This reduces irregularities in brightness in the light that
illuminates the display panel and also results in a higher light
utilization efficiency than in an edge-lit backlight device.
Furthermore, attaching the vibrating element to the diffusion plate
makes it possible to transmit vibrations through the diffusion
plate to the user of the illumination device.
[0015] (6) The vibrating element may be a film-shaped film-type
vibrating element and may make surface-to-surface contact with a
surface of the optical member. This makes it possible to transmit
vibrations from the film-type vibration element to the entire
surface of the optical member that is arranged in surface contact
with the film-type vibration element.
[0016] (7) The film-type vibration element may have had a
reflective treatment for making a surface thereof reflect light.
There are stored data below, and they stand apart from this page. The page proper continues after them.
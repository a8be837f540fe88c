//! EEG / HRV 波形合成。
//!
//! 时间 `t` 为墙钟秒数；各标签有独立的频段权重表，
//! 另外叠加概率性的瞬态事件、伪迹和噪声。数值只用于展示，不要求可复现。

use std::f64::consts::PI;

use rand::Rng;
use serde::Serialize;

use super::state::{MonitorCondition, SignalProbabilities};

/// 60000 / 75 bpm
pub const BASE_RR_INTERVAL_MS: f64 = 800.0;

#[derive(Debug, Clone, Copy, PartialEq)]
struct BandWeights {
    delta: f64,
    theta: f64,
    alpha: f64,
    beta: f64,
    gamma: f64,
}

impl BandWeights {
    const fn new(delta: f64, theta: f64, alpha: f64, beta: f64, gamma: f64) -> Self {
        Self {
            delta,
            theta,
            alpha,
            beta,
            gamma,
        }
    }

    const RESTING: Self = Self::new(0.4, 0.3, 0.2, 0.1, 0.0);

    fn mix(&self, t: f64) -> f64 {
        let wave = |amp: f64, hz: f64| amp * (2.0 * PI * hz * t).sin();
        wave(25.0, 2.0) * self.delta
            + wave(15.0, 6.0) * self.theta
            + wave(35.0, 10.0) * self.alpha
            + wave(10.0, 20.0) * self.beta
            + wave(5.0, 35.0) * self.gamma
    }
}

/// 频段权重 + 瞬态事件 + 伪迹概率
struct EegProfile {
    weights: BandWeights,
    transient: f64,
    artifact_probability: f64,
}

fn sleep_cycle_profile<R: Rng + ?Sized>(t: f64, rng: &mut R) -> EegProfile {
    let cycle = (t % 90.0) / 90.0;
    let (weights, transient) = if cycle < 0.1 {
        (BandWeights::new(0.1, 0.4, 0.3, 0.2, 0.0), 0.0)
    } else if cycle < 0.4 {
        // N2 睡眠纺锤波
        let spindle = if rng.gen_bool(0.2) {
            20.0 * (2.0 * PI * 13.0 * t).sin() * (-(t % 1.0) * 10.0).exp()
        } else {
            0.0
        };
        (BandWeights::new(0.3, 0.4, 0.2, 0.1, 0.0), spindle)
    } else if cycle < 0.7 {
        (BandWeights::new(0.7, 0.2, 0.05, 0.05, 0.0), 0.0)
    } else {
        (BandWeights::new(0.1, 0.3, 0.3, 0.3, 0.0), 0.0)
    };
    EegProfile {
        weights,
        transient,
        artifact_probability: 0.0,
    }
}

fn insomnia_profile<R: Rng + ?Sized>(t: f64, rng: &mut R) -> EegProfile {
    let stress = (t / 10.0).sin() * 0.3 + 0.7;
    let mut transient = 0.0;
    if rng.gen_bool(0.15) {
        transient += 25.0 * (2.0 * PI * 15.0 * t).sin() * (-(t % 0.5) * 5.0).exp();
    }
    if rng.gen_bool(0.3) {
        transient += 15.0 * (2.0 * PI * 10.0 * t).sin() * (2.0 * PI * 2.0 * t).sin();
    }
    EegProfile {
        weights: BandWeights::new(0.1, 0.2, 0.3 + stress * 0.1, 0.3 + stress * 0.1, 0.1 * stress),
        transient,
        artifact_probability: 0.0,
    }
}

fn apnea_profile<R: Rng + ?Sized>(t: f64, rng: &mut R) -> EegProfile {
    let phase = (t % 60.0) / 60.0;
    let mut transient = 0.0;
    let weights = if phase < 0.6 {
        let p = phase / 0.6;
        BandWeights::new(0.4 * (1.0 - p), 0.3, 0.1 + 0.1 * p, 0.1 + 0.2 * p, 0.1 * p)
    } else if phase < 0.7 {
        transient += 30.0 * (2.0 * PI * 12.0 * t).sin() * (-(phase - 0.6) * 50.0).exp();
        BandWeights::new(0.1, 0.2, 0.3, 0.3, 0.1)
    } else {
        let r = (phase - 0.7) / 0.3;
        BandWeights::new(
            0.1 + 0.3 * r,
            0.2 + 0.1 * r,
            0.3 - 0.1 * r,
            0.3 - 0.2 * r,
            0.1 * (1.0 - r),
        )
    };
    // K 复合波
    if phase > 0.8 && rng.gen_bool(0.1) {
        transient += 40.0 * (-(t % 0.3) * 15.0).exp() - 20.0;
    }
    EegProfile {
        weights,
        transient,
        artifact_probability: 0.2,
    }
}

fn rls_profile(t: f64) -> EegProfile {
    let phase = (t % 30.0) / 30.0;
    if phase < 0.1 {
        EegProfile {
            weights: BandWeights::new(0.1, 0.2, 0.3, 0.3, 0.1),
            transient: 50.0 * (2.0 * PI * 5.0 * t).sin() * (-phase * 30.0).exp(),
            artifact_probability: 0.5,
        }
    } else {
        EegProfile {
            weights: BandWeights::new(0.3, 0.3, 0.2, 0.2, 0.0),
            transient: 0.0,
            artifact_probability: 0.1,
        }
    }
}

fn artifact<R: Rng + ?Sized>(t: f64, rng: &mut R) -> f64 {
    match rng.gen_range(0..3) {
        0 => 20.0 * rng.gen::<f64>() * (2.0 * PI * 50.0 * t).sin(),
        1 => 40.0 * (rng.gen::<f64>() - 0.5),
        _ => {
            if rng.gen::<f64>() < 0.5 {
                -30.0
            } else {
                30.0
            }
        }
    }
}

/// 单个 EEG 采样（µV 量级）。瞬态事件叠加在频段混合之后。
pub fn eeg_sample<R: Rng + ?Sized>(t: f64, condition: MonitorCondition, rng: &mut R) -> f64 {
    let profile = match condition {
        MonitorCondition::NormalSleep => sleep_cycle_profile(t, rng),
        MonitorCondition::Insomnia => insomnia_profile(t, rng),
        MonitorCondition::SleepApnea => apnea_profile(t, rng),
        MonitorCondition::Rls => rls_profile(t),
        MonitorCondition::Unlabeled | MonitorCondition::Unrecognized => EegProfile {
            weights: BandWeights::RESTING,
            transient: 0.0,
            artifact_probability: 0.0,
        },
    };

    let mut signal = profile.weights.mix(t) + profile.transient;
    if profile.artifact_probability > 0.0 && rng.gen_bool(profile.artifact_probability) {
        signal += artifact(t, rng);
    }
    let noise = if condition.is_disorder_noise() { 15.0 } else { 8.0 };
    signal + (rng.gen::<f64>() - 0.5) * noise
}

/// 单个 RR 间期（毫秒），围绕 800ms 波动。
pub fn hrv_sample<R: Rng + ?Sized>(
    t: f64,
    condition: MonitorCondition,
    probs: &SignalProbabilities,
    rng: &mut R,
) -> f64 {
    let p = probs.clamped();
    let variation = match condition {
        MonitorCondition::SleepApnea => {
            let phase = (t / 4.0).sin();
            if phase > 0.7 {
                let severity = 0.7 + p.apnea * 0.3;
                (t / 2.0).sin() * 200.0 * severity
                    + (t * 3.0).sin() * 50.0 * severity
                    + rng.gen::<f64>() * 50.0
            } else if phase < -0.7 {
                ((t / 3.0).sin() * 50.0 + (t * 5.0).sin() * 80.0 + rng.gen::<f64>() * 30.0)
                    * (1.0 + p.apnea)
            } else {
                let cycle = (t / 15.0).sin();
                ((t / 5.0).sin() * 80.0 + (t * 0.8).sin() * 20.0 + rng.gen::<f64>() * 40.0)
                    * (1.0 + cycle * p.apnea)
            }
        }
        MonitorCondition::Insomnia => {
            let stress = (t / 10.0).sin() * 0.5 + 0.5;
            let arousal = (t / 8.0).cos() * 0.3 + 0.7;
            let sympathetic = (t / 6.0).sin() * 0.4 + 0.6;
            t.sin() * 100.0 * stress
                + (t * 2.0).cos() * 50.0 * arousal
                + (t * 0.5).sin() * 30.0 * sympathetic
                + rng.gen::<f64>() * 70.0 * (0.5 + p.insomnia * 0.5)
        }
        MonitorCondition::Rls => {
            let movement_phase = (t / 20.0).sin();
            if rng.gen::<f64>() < 0.15 + p.rls * 0.2 {
                let intensity = 150.0 + p.rls * 100.0;
                let mt = t % 10.0;
                if mt < 1.0 {
                    intensity * (1.0 - mt) + rng.gen::<f64>() * 50.0
                } else if mt < 3.0 {
                    -intensity * 0.5 * (mt - 1.0) / 2.0 + rng.gen::<f64>() * 70.0
                } else {
                    mt.sin() * 50.0 + rng.gen::<f64>() * 40.0
                }
            } else {
                ((t / 3.0).sin() * 70.0
                    + (t / 6.0).cos() * 30.0
                    + (t / 12.0).sin() * 50.0 * movement_phase
                    + rng.gen::<f64>() * 50.0)
                    * (1.0 + movement_phase * p.rls)
            }
        }
        MonitorCondition::NormalSleep
        | MonitorCondition::Unlabeled
        | MonitorCondition::Unrecognized => {
            let circadian = (t / 300.0).sin() * 0.3 + 0.7;
            ((t / 6.0).sin() * 60.0
                + (t / 10.0).sin() * 30.0
                + (t * 0.75).sin() * 40.0
                + rng.gen::<f64>() * 20.0)
                * circadian
        }
    };
    BASE_RR_INTERVAL_MS + variation
}

/// HRV 解读，仅在主导疾病概率超过一半时才偏离 `Normal`。
#[derive(Debug, Clone, Copy, PartialEq, Eq, Serialize)]
pub enum HrvStatus {
    #[serde(rename = "Normal")]
    Normal,
    #[serde(rename = "Reduced HRV - Apnea Pattern")]
    ReducedApnea,
    #[serde(rename = "Erratic HRV - Apnea Pattern")]
    ErraticApnea,
    #[serde(rename = "Reduced HRV - Insomnia Pattern")]
    ReducedInsomnia,
    #[serde(rename = "Elevated HRV - RLS Pattern")]
    ElevatedRls,
}

impl HrvStatus {
    pub fn classify(
        condition: MonitorCondition,
        probs: &SignalProbabilities,
        sdnn: f64,
        rmssd: f64,
    ) -> Self {
        match condition {
            MonitorCondition::SleepApnea if probs.apnea > 0.5 => {
                if sdnn < 30.0 || rmssd < 15.0 {
                    Self::ReducedApnea
                } else if sdnn > 100.0 || rmssd > 80.0 {
                    Self::ErraticApnea
                } else {
                    Self::Normal
                }
            }
            MonitorCondition::Insomnia if probs.insomnia > 0.5 && (sdnn < 25.0 || rmssd < 20.0) => {
                Self::ReducedInsomnia
            }
            MonitorCondition::Rls if probs.rls > 0.5 && rmssd > 50.0 => Self::ElevatedRls,
            _ => Self::Normal,
        }
    }
}

#[derive(Debug, Clone, Copy, PartialEq, Serialize)]
#[serde(rename_all = "camelCase")]
pub struct HrvMetrics {
    pub heart_rate_bpm: f64,
    /// 总体标准差
    pub sdnn_ms: f64,
    pub rmssd_ms: f64,
    pub status: HrvStatus,
}

impl HrvMetrics {
    /// 少于两个 RR 间期时无法计算，返回 None。
    pub fn from_intervals<'a, I>(
        intervals: I,
        condition: MonitorCondition,
        probs: &SignalProbabilities,
    ) -> Option<Self>
    where
        I: IntoIterator<Item = &'a f64>,
    {
        let rr: Vec<f64> = intervals.into_iter().copied().filter(|v| v.is_finite()).collect();
        if rr.len() < 2 {
            return None;
        }
        let n = rr.len() as f64;
        let mean = rr.iter().sum::<f64>() / n;
        if mean <= 0.0 {
            return None;
        }
        let sdnn = (rr.iter().map(|v| (v - mean).powi(2)).sum::<f64>() / n).sqrt();
        let rmssd = (rr.windows(2).map(|w| (w[1] - w[0]).powi(2)).sum::<f64>() / (n - 1.0)).sqrt();

        Some(Self {
            heart_rate_bpm: 60_000.0 / mean,
            sdnn_ms: sdnn,
            rmssd_ms: rmssd,
            status: HrvStatus::classify(condition, probs, sdnn, rmssd),
        })
    }
}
In
this configuration, light from the light source reflects off of the
surface of the film-type vibration element, thereby making it
possible to emit that light more efficiently. This reduces the
number of component parts and the number of assembly steps required
in comparison with a configuration that includes a reflective sheet
separate from the film-type vibration element as an optical member
for reflecting light and is therefore advantageous in terms of
reducing production costs.
[0017] Next, in order to solve the abovementioned problems, a
display device according to the present invention includes: the
illumination device described above; and a display panel that is
arranged on a light-emitting side of the illumination device and
uses light from the illumination device to display an image.
[0018] Configuring the display device in this way makes it possible
to make the illumination device thinner, thereby making it possible
to make the overall display device thinner as well.
[0019] The following configurations represent preferred embodiments
of the display device according to the present invention.
[0020] (1) The display device may further include an outer case
housing the display panel and the illumination device, and sound
conduction openings that are open to outside may be formed in the
outer case. In this configuration, the sound produced by the
vibrations transmitted from the vibrating element to the optical
member is emitted to the external environment through the sound
conduction openings formed in the outer case in order to be made
audible to the user.
[0021] (2) The display device may further include a touch panel
disposed on a side of the display panel opposite to the
illumination device and having a touch panel pattern for detecting
a position of input from a user. In this configuration, when the
user inputs a position to the touch panel according to the image
displayed on the display panel, the touch panel pattern detects the
position of that input. Vibrations from the vibrating element can
then be transmitted via the optical member to the touch panel in
order to transmit those vibrations to the user when the user inputs
a position on the touch panel.
[0022] (3) The display panel may be a liquid crystal panel in which
a liquid crystal material is sealed between a pair of substrates.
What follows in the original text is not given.